TASK STATEMENT: Find every line in the entries that holds the string "parameters" and report it.

[Collected data]

//! Query string builder.
//!
//! Endpoints collect their parameters here instead of formatting URLs by
//! hand; absent optional values are simply skipped.

use crate::enums::GameLanguage;
use crate::flags::ResponseFlags;
use std::fmt::Display;

/// Builder for assembling query parameter pairs.
#[derive(Debug, Default, Clone, PartialEq, Eq)]
pub struct QueryParams {
    pairs: Vec<(&'static str, String)>,
}

impl QueryParams {
    /// Create a new, empty builder.
    #[must_use]
    pub fn new() -> Self {
        Self { pairs: Vec::new() }
    }

    /// Append a key/value pair when the value is present.
    pub fn push_opt<T>(&mut self, key: &'static str, value: Option<T>)
    where
        T: Display,
    {
        if let Some(value) = value {
            self.pairs.push((key, value.to_string()));
        }
    }

    /// Append a required key/value pair.
    pub fn push<T>(&mut self, key: &'static str, value: T)
    where
        T: Display,
    {
        self.pairs.push((key, value.to_string()));
    }

    /// Append the `language` parameter.
    pub fn push_language(&mut self, language: GameLanguage) {
        self.push("language", language.as_str());
    }

    /// Append `responseFlags` unless no flag is enabled.
    pub fn push_flags(&mut self, flags: ResponseFlags) {
        self.push_opt("responseFlags", flags.to_query_value());
    }

    /// Chaining form of [`push`](Self::push).
    #[must_use]
    pub fn with<T: Display>(mut self, key: &'static str, value: T) -> Self {
        self.push(key, value);
        self
    }

    /// Borrow the collected pairs.
    #[must_use]
    pub fn pairs(&self) -> &[(&'static str, String)] {
        &self.pairs
    }

    /// Value of the first pair named `key`.
    #[must_use]
    pub fn get(&self, key: &str) -> Option<&str> {
        self.pairs
            .iter()
            .find(|(k, _)| *k == key)
            .map(|(_, v)| v.as_str())
    }

    /// Return the collected key/value pairs.
    #[must_use]
    pub fn into_pairs(self) -> Vec<(&'static str, String)> {
        self.pairs
    }

    /// Returns true if no parameters have been added.
    #[must_use]
    pub fn is_empty(&self) -> bool {
        self.pairs.is_empty()
    }
}

#[cfg(test)]
mod tests {
    use super::*;

    #[test]
    fn push_opt_skips_none() {
        let mut params = QueryParams::new();
        params.push_opt("name", Option::<String>::None);
        assert!(params.is_empty());
    }

    #[test]
    fn push_flags_skips_empty_flags() {
        let mut params = QueryParams::new();
        params.push_flags(ResponseFlags::INCLUDE_NOTHING);
        assert!(params.is_empty());

        params.push_flags(ResponseFlags::INCLUDE_PATHS | ResponseFlags::INCLUDE_GAMEPLAY_TAGS);
        assert_eq!(params.get("responseFlags"), Some("3"));
    }

    #[test]
    fn pairs_keep_insertion_order() {
        let mut params = QueryParams::new().with("name", "Renegade Raider");
        params.push_language(GameLanguage::PortugueseBrazil);
        params.push_opt("hasVariants", Some(true));

        assert_eq!(
            params.into_pairs(),
            vec![
                ("name", "Renegade Raider".to_string()),
                ("language", "pt-BR".to_string()),
                ("hasVariants", "true".to_string()),
            ]
        );
    }
}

PROBLEM SOLUTION:
//! Endpoints collect their parameters here instead of formatting URLs by
    /// Returns true if no parameters have been added.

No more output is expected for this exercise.